Which sites are truly affected?
Platforms with millions of dynamic pages: large-catalog e-commerce, classified ad sites, content aggregators, multi-section media portals. Sites that massively generate useless URLs through filtering facets, user sessions, or poorly managed parameters.
And even then — even in these cases, the problem rarely comes from a lack of crawl budget but rather from poor crawl prioritization. Google wastes its resources on pages with no value instead of focusing on those that matter.
- Sites with fewer than 10,000 pages: no reason to worry about crawl budget
- E-commerce or media sites between 10k and 100k pages: check internal linking quality and avoid parasitic URLs
- Beyond 100k pages: seriously audit architecture, facets, and URL parameters
- The real problem is almost never the volume of available crawl, but the prioritization of pages to crawl
SEO Expert opinion
Is this statement consistent with real-world observations?
Absolutely. In 15 years of practice, I've encountered maybe a dozen cases where crawl budget was truly limiting. And even then, these cases systematically hid deeper architecture problems: infinite pagination, massive duplication, uncontrolled URL parameters.
The anxiety-driven discourse around crawl budget mainly benefits those selling crawl monitoring tools. Let's be honest: if your crawl budget is problematic, it's because your content strategy or technical setup is broken elsewhere.
What nuances should be added to this statement?
Gary is right on substance, but his wording leaves an important blind spot: the concept of crawl priority. Even a 5,000-page site can run into issues if Google wastes 80% of its time on empty categories, useless tag pages, or outdated archives.

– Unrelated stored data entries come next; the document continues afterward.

//! Login strategies
//!
//! Each provider has its own struct carrying the selectors of its screens.
//! [`LoginProvider`] picks one from the account record and dispatches to it.
//! A login never returns an error: every failing step is logged and the
//! whole login reports `false`.

pub mod apple;
pub mod basic;
pub mod google;
pub mod microsoft;

use std::collections::HashMap;
use std::fmt;
use std::str::FromStr;

use thiserror::Error;
use tracing::{debug, error, info, warn};

use crate::accounts::AccountRecord;
use crate::element_interactor::ElementInteractor;
use crate::otp;
use crate::otp_uri::{OtpDescriptor, OtpOptions, OtpProvider, construct_uri, derive_issuer};
use crate::session::BrowserSession;
use crate::types::Selector;

pub use apple::AppleLogin;
pub use basic::BasicLogin;
pub use google::GoogleLogin;
pub use microsoft::MicrosoftLogin;

/// Credentials prepared for one login
#[derive(Debug)]
pub struct LoginAttempt {
    pub identity: String,
    pub password: String,
    /// Descriptors keyed by provider name (`chatgpt`, `google`, ...)
    pub otp: HashMap<String, OtpDescriptor>,
    pub success: bool,
}

impl LoginAttempt {
    pub fn descriptor(&self, provider: OtpProvider) -> Option<&OtpDescriptor> {
        self.otp.get(provider.as_str())
    }

    /// Fresh token for `provider`, `None` when there is no usable secret
    pub fn token(&self, provider: OtpProvider) -> Option<String> {
        let descriptor = self.descriptor(provider)?;
        match otp::generate_for(descriptor) {
            Ok(token) => {
                debug!(
                    "Generated {} token, {}s left in window",
                    provider.as_str(),
                    otp::seconds_remaining(descriptor)
                );
                Some(token)
            }
            Err(e) => {
                error!("Failed to generate {} token: {}", provider.as_str(), e);
                None
            }
        }
    }
}

/// Validate a record and turn its secrets into OTP descriptors
///
/// Returns `None` when the identity is blank or the password is missing.
/// Secrets that do not form a valid descriptor are logged and skipped.
pub fn extract_account_info(identity: &str, record: &AccountRecord) -> Option<LoginAttempt> {
    if identity.trim().is_empty() {
        error!("Account identity is empty");
        return None;
    }

    let Some(password) = record.password().filter(|p| !p.is_empty()) else {
        error!("Password not found for account {}", identity);
        return None;
    };

    let mut descriptors = HashMap::new();
    for (provider, secret) in record.secrets() {
        let uri = construct_uri(
            identity,
            secret,
            &OtpOptions::with_issuer(derive_issuer(provider)),
        );
        match OtpDescriptor::parse(&uri) {
            Ok(descriptor) => {
                descriptors.insert(provider.clone(), descriptor);
            }
            Err(e) => warn!("Skipping {} OTP secret for {}: {}", provider, identity, e),
        }
    }

    Some(LoginAttempt {
        identity: identity.to_string(),
        password: password.to_string(),
        otp: descriptors,
        success: false,
    })
}

/// Type the identity into `input`, then click `submit`
pub async fn enter_email<S: BrowserSession>(
    interactor: &ElementInteractor<S>,
    email: &str,
    input: &Selector,
    submit: &Selector,
) -> bool {
    info!("Entering email");
    fill_and_submit(interactor, "email", email, input, submit).await
}

/// Type the password into `input`, then click `submit`
pub async fn enter_password<S: BrowserSession>(
    interactor: &ElementInteractor<S>,
    password: &str,
    input: &Selector,
    submit: &Selector,
) -> bool {
    info!("Entering password");
    fill_and_submit(interactor, "password", password, input, submit).await
}

/// Type a one-time code into `input`, then click `submit`
pub async fn enter_2fa_token<S: BrowserSession>(
    interactor: &ElementInteractor<S>,
    token: &str,
    input: &Selector,
    submit: &Selector,
) -> bool {
    info!("Entering 2FA token");
    fill_and_submit(interactor, "2FA token", token, input, submit).await
}

async fn fill_and_submit<S: BrowserSession>(
    interactor: &ElementInteractor<S>,
    what: &str,
    value: &str,
    input: &Selector,
    submit: &Selector,
) -> bool {
    if !interactor.interact_default(input, Some(value)).await {
        error!("Could not enter {} into {}", what, input);
        return false;
    }
    if !interactor.interact_default(submit, None).await {
        error!("Could not submit {} with {}", what, submit);
        return false;
    }
    true
}

/// Click a single element, logging `description` when it cannot be clicked
pub(crate) async fn click_button<S: BrowserSession>(
    interactor: &ElementInteractor<S>,
    selector: &Selector,
    description: &str,
) -> bool {
    if interactor.interact_default(selector, None).await {
        true
    } else {
        error!("{} not found or not clickable", description);
        false
    }
}

#[derive(Debug, Error, PartialEq, Eq)]
#[error("Unknown login provider: {0}")]
pub struct UnknownProvider(pub String);

/// How an account signs in
#[derive(Clone, Copy, Debug, Default, PartialEq, Eq)]
pub enum LoginProvider {
    #[default]
    Basic,
    Google,
    Microsoft,
    Apple,
}

impl LoginProvider {
    pub fn as_str(&self) -> &'static str {
        match self {
            LoginProvider::Basic => "basic",
            LoginProvider::Google => "google",
            LoginProvider::Microsoft => "microsoft",
            LoginProvider::Apple => "apple",
        }
    }

    /// Run this provider's login flow for `identity`
    pub async fn login<S: BrowserSession>(
        &self,
        interactor: &ElementInteractor<S>,
        identity: &str,
        record: &AccountRecord,
    ) -> bool {
        info!("Logging in {} with {} login", identity, self);
        let success = match self {
            LoginProvider::Basic => {
                BasicLogin::default()
                    .login(interactor, identity, record)
                    .await
            }
            LoginProvider::Google => {
                GoogleLogin::default()
                    .login(interactor, identity, record)
                    .await
            }
            LoginProvider::Microsoft => MicrosoftLogin::default().login(interactor).await,
            LoginProvider::Apple => AppleLogin::default().login(interactor).await,
        };

        if success {
            info!("{} login completed for {}", self, identity);
        } else {
            error!("{} login failed for {}", self, identity);
        }
        success
    }
}

impl fmt::Display for LoginProvider {
    fn fmt(&self, f: &mut fmt::Formatter<'_>) -> fmt::Result {
        f.write_str(self.as_str())
    }
}

impl FromStr for LoginProvider {
    type Err = UnknownProvider;

    fn from_str(s: &str) -> Result<Self, Self::Err> {
        match s.trim().to_ascii_lowercase().as_str() {
            "basic" => Ok(LoginProvider::Basic),
            "google" => Ok(LoginProvider::Google),
            "microsoft" => Ok(LoginProvider::Microsoft),
            "apple" => Ok(LoginProvider::Apple),
            _ => Err(UnknownProvider(s.to_string())),
        }
    }
}

/// Strategy for a record; missing or unknown providers fall back to basic
pub fn derive_login_provider(record: &AccountRecord) -> LoginProvider {
    match record.provider() {
        None => LoginProvider::Basic,
        Some(name) => name.parse().unwrap_or_else(|e: UnknownProvider| {
            warn!("{}, falling back to basic login", e);
            LoginProvider::Basic
        }),
    }
}

#[cfg(test)]
#[path = "../login_test.rs"]
mod login_test;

This isn't a problem of available crawl volume — it's a problem of wasting existing crawl. A crucial distinction that Google's statement glosses over a bit too quickly.
In what cases does this rule not apply?
Sites with pages generated dynamically on the fly (infinite product filters, combinatorial facets). Poorly structured multilingual platforms with duplication across language versions. Sites undergoing technical migration with temporary coexistence of two architectures.
And a often-overlooked case: sites that publish content at an irregular but intense pace. A media outlet publishing 200 articles during a major event can saturate its crawl budget for 48 hours, even if it runs at 10 articles per day the rest of the year.
Practical impact and recommendations
What should you do concretely to optimize crawl?
Start by checking Google Search Console crawl statistics. If Google regularly crawls your new pages within 24-48 hours, you have no issues. If strategic pages remain uncrawled for weeks, investigate why.
Analyze server logs to identify crawl patterns: which sections does Googlebot visit? How much time does it spend on useless pages? Tools like Screaming Frog Log File Analyzer or OnCrawl often reveal surprises.
What mistakes should you absolutely avoid?
Never massively block sections in robots.txt thinking you'll "save" crawl budget. Google adjusts its crawl according to your actual needs — if you block legitimate content, you deprive it of indexation, period.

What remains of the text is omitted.